The task:
Please return all lines of the data below containing the string "ToolCall".

[Opening Listed records section]

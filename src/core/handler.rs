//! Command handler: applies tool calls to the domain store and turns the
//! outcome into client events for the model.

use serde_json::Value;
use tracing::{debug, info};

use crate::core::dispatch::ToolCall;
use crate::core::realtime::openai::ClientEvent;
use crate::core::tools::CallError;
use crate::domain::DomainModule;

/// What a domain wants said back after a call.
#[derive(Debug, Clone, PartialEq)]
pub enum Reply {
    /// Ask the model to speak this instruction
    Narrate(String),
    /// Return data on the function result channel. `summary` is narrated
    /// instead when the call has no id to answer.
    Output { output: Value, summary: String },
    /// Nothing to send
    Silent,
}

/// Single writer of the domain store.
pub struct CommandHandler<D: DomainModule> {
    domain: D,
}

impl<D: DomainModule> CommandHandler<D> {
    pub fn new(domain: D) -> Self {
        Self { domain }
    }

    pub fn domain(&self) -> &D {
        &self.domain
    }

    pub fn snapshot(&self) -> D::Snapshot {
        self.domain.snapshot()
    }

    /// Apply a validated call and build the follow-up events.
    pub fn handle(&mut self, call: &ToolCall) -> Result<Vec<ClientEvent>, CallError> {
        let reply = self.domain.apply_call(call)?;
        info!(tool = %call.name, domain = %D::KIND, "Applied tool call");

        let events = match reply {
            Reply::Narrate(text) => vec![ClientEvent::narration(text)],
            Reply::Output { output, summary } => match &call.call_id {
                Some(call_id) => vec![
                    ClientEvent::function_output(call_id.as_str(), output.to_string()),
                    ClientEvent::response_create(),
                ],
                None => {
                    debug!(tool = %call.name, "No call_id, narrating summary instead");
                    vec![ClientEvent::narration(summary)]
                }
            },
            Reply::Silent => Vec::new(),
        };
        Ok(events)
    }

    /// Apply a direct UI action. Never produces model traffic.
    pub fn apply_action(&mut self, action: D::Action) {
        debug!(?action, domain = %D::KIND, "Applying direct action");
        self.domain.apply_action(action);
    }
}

[Closing Listed records section]
[Opening Listed records section]

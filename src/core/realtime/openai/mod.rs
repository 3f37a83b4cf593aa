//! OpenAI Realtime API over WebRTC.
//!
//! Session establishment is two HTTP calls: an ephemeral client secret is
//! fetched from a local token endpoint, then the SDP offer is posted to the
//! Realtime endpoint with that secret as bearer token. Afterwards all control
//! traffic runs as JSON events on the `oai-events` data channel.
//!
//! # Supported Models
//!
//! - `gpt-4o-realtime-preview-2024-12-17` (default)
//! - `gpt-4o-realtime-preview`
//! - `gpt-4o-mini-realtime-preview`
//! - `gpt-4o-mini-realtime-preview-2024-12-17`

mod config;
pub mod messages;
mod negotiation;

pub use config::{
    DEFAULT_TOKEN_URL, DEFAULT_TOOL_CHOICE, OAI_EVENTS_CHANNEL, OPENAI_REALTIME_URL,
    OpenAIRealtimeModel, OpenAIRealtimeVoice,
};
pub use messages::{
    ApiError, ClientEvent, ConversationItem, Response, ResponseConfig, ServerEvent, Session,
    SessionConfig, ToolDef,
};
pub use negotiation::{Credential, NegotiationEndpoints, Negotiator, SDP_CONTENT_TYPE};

[Closing Listed records section]

Answer for the task:
use crate::core::dispatch::ToolCall;
    pub fn handle(&mut self, call: &ToolCall) -> Result<Vec<ClientEvent>, CallError> {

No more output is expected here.